Ejaculatory disorders after prostatic artery embolization: a reassessment of two prospective clinical trials

World J Urol. 2020 Oct;38(10):2595-2599. doi: 10.1007/s00345-019-03036-7. Epub 2019 Dec 7.


Purpose: This study aims to specify and explain the previous findings of unexpectedly high rates of ejaculatory disorders, i.e. 56%, found after prostatic artery embolization (PAE) in a randomized controlled trial comparing safety and efficacy of PAE and transurethral resection of the prostate (TURP).

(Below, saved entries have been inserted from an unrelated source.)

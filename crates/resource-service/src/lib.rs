//! Uniform CRUD contract over backend resource types.
//!
//! Every resource type is exposed through a [`ResourceService`], which pairs a
//! [`Backend`] (transport) with a [`Converter`] (wire shape to display shape).

mod draft;
pub use draft::Draft;
mod error;
pub use error::*;
mod id;
pub use id::ResourceId;
mod service;
pub use service::{Backend, Converter, Fetched, Messages, ResourceService};
pub mod settle;
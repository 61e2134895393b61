use crate::{settle, Draft, Error, ResourceId, Result, StatusError};
use async_trait::async_trait;

/// Static human-readable messages, one per operation
#[derive(Clone, Copy, Debug)]
pub struct Messages {
    pub get: &'static str,
    pub list: &'static str,
    pub create: &'static str,
    pub update: &'static str,
    pub delete: &'static str,
}

/// Pure mapping between backend representation and display model
pub trait Converter: Send + Sync {
    type Raw;
    /// Alternate serialization, fetched alongside the primary body
    type Secondary;
    type Model;

    const MESSAGES: Messages;

    fn to_model(&self, raw: Self::Raw, secondary: Option<Self::Secondary>) -> Self::Model;
    /// Model returned by `get` when backend reports absence
    fn default_model(&self, id: &ResourceId) -> Self::Model;
    /// Must populate identity fields required by backend
    fn create_payload(&self, model: &Self::Model) -> Self::Raw;
    fn update_payload(&self, model: &Self::Model) -> Self::Raw;

    fn identity(&self, model: &Self::Model) -> ResourceId;
    /// Whether backend has assigned identity to this model
    fn is_persisted(&self, model: &Self::Model) -> bool;
}

/// Transport for one resource type
#[async_trait]
pub trait Backend: Send + Sync {
    type Raw: Send;
    type Secondary: Send;
    type Error: StatusError + Send + Sync + 'static;

    async fn get(&self, id: &ResourceId) -> std::result::Result<Self::Raw, Self::Error>;
    /// `Ok(None)` when backend has no alternate serialization
    async fn get_secondary(
        &self,
        _id: &ResourceId,
    ) -> std::result::Result<Option<Self::Secondary>, Self::Error> {
        Ok(None)
    }
    async fn list(
        &self,
        namespace: Option<&str>,
    ) -> std::result::Result<Vec<Self::Raw>, Self::Error>;
    async fn create(
        &self,
        namespace: Option<&str>,
        payload: Self::Raw,
    ) -> std::result::Result<Self::Raw, Self::Error>;
    async fn update(
        &self,
        id: &ResourceId,
        payload: Self::Raw,
    ) -> std::result::Result<Self::Raw, Self::Error>;
    async fn delete(&self, id: &ResourceId) -> std::result::Result<(), Self::Error>;
}

/// Result of [`ResourceService::fetch`]
#[derive(Debug, PartialEq)]
pub enum Fetched<M> {
    One(M),
    Many(Vec<M>),
}

pub struct ResourceService<C, B> {
    converter: C,
    backend: B,
}

impl<C, B> ResourceService<C, B>
where
    C: Converter,
    B: Backend<Raw = C::Raw, Secondary = C::Secondary>,
{
    pub fn new(converter: C, backend: B) -> Self {
        Self { converter, backend }
    }

    pub fn converter(&self) -> &C {
        &self.converter
    }

    pub fn backend(&self) -> &B {
        &self.backend
    }

    /// Tag model as new or existing, based on its backend identity
    pub fn draft(&self, model: C::Model) -> Draft<C::Model> {
        if self.converter.is_persisted(&model) {
            Draft::Existing(model)
        } else {
            Draft::New(model)
        }
    }

    /// `get` when name is given, `list` otherwise
    pub async fn fetch(
        &self,
        namespace: Option<&str>,
        name: Option<&str>,
    ) -> Result<Fetched<C::Model>, B::Error> {
        match name {
            Some(name) => {
                let id = ResourceId {
                    namespace: namespace.map(ToOwned::to_owned),
                    name: name.to_owned(),
                };
                self.get(&id).await.map(Fetched::One)
            }
            None => self.list(namespace).await.map(Fetched::Many),
        }
    }

    pub async fn get(&self, id: &ResourceId) -> Result<C::Model, B::Error> {
        log::debug!("Fetching {}", id);
        let (raw, secondary) =
            settle::pair(self.backend.get(id), self.backend.get_secondary(id)).await;

        let raw = match raw {
            Ok(raw) => raw,
            Err(e) if e.is_not_found() => {
                log::debug!("{} not found, using default", id);
                return Ok(self.converter.default_model(id));
            }
            Err(e) => {
                return Err(Error::Retrieval {
                    message: C::MESSAGES.get,
                    source: e,
                })
            }
        };
        let secondary = match secondary {
            Ok(secondary) => secondary,
            Err(e) => {
                log::warn!("Alternate representation of {} unavailable: {}", id, e);
                None
            }
        };
        Ok(self.converter.to_model(raw, secondary))
    }

    pub async fn list(&self, namespace: Option<&str>) -> Result<Vec<C::Model>, B::Error> {
        log::debug!("Listing in {}", namespace.unwrap_or("all namespaces"));
        let items = self
            .backend
            .list(namespace)
            .await
            .map_err(|e| Error::Retrieval {
                message: C::MESSAGES.list,
                source: e,
            })?;
        Ok(items
            .into_iter()
            .map(|raw| self.converter.to_model(raw, None))
            .collect())
    }

    pub async fn create(&self, model: &C::Model) -> Result<C::Model, B::Error> {
        let id = self.converter.identity(model);
        log::debug!("Creating {}", id);
        let payload = self.converter.create_payload(model);
        let created = self
            .backend
            .create(id.namespace(), payload)
            .await
            .map_err(|e| Error::Creation {
                message: C::MESSAGES.create,
                source: e,
            })?;
        Ok(self.converter.to_model(created, None))
    }

    pub async fn update(&self, draft: &Draft<C::Model>) -> Result<C::Model, B::Error> {
        let model = match draft {
            Draft::New(model) => return self.create(model).await,
            Draft::Existing(model) => model,
        };
        let id = self.converter.identity(model);
        log::debug!("Updating {}", id);
        let payload = self.converter.update_payload(model);
        let updated = self
            .backend
            .update(&id, payload)
            .await
            .map_err(|e| Error::Update {
                message: C::MESSAGES.update,
                source: e,
            })?;
        Ok(self.converter.to_model(updated, None))
    }

    pub async fn delete(&self, model: &C::Model) -> Result<(), B::Error> {
        let id = self.converter.identity(model);
        log::debug!("Deleting {}", id);
        self.backend
            .delete(&id)
            .await
            .map_err(|e| Error::Deletion {
                message: C::MESSAGES.delete,
                source: e,
            })
    }
}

Patients and methods: Case report forms of the randomized controlled trial were analyzed to specify the grade of postoperative ejaculatory dysfunction 3 months postoperatively. In addition, study participants with assessable ejaculation were asked to complete the four-item Male Sexual Health Questionnaire-Ejaculation Dysfunction Short Form (MSHQ-EjD) referring to their ejaculatory function at present, as well as before treatment and 3 months after. Potential explanations for ejaculatory disorders after PAE were derived from histological examination of five radical prostatectomy specimens of patients that underwent PAE 6 weeks before radical prostatectomy within a proof-of-concept trial at the study site, St. Gallen Cantonal Hospital. An experienced uropathologist systematically examined the whole-gland embedded tissue with focus on structures that are involved into ejaculation.

Results: While patients after TURP predominantly suffered from anejaculation (52%), diminished ejaculation was found more often after PAE (40%). Significantly higher MSHQ-EjD scores were found 3 months after PAE and at a median follow-up of 31 months. Histological examination showed marked changes of structures involved into ejaculation (e.g., prostatic glands, seminal vesicles, ejaculatory ducts) after PAE.

Conclusion: Although anejaculation occurs less frequently after PAE (16%) compared to TURP (52%), patients have to be informed about the relevant risk of ejaculatory disorders, especially diminished ejaculation.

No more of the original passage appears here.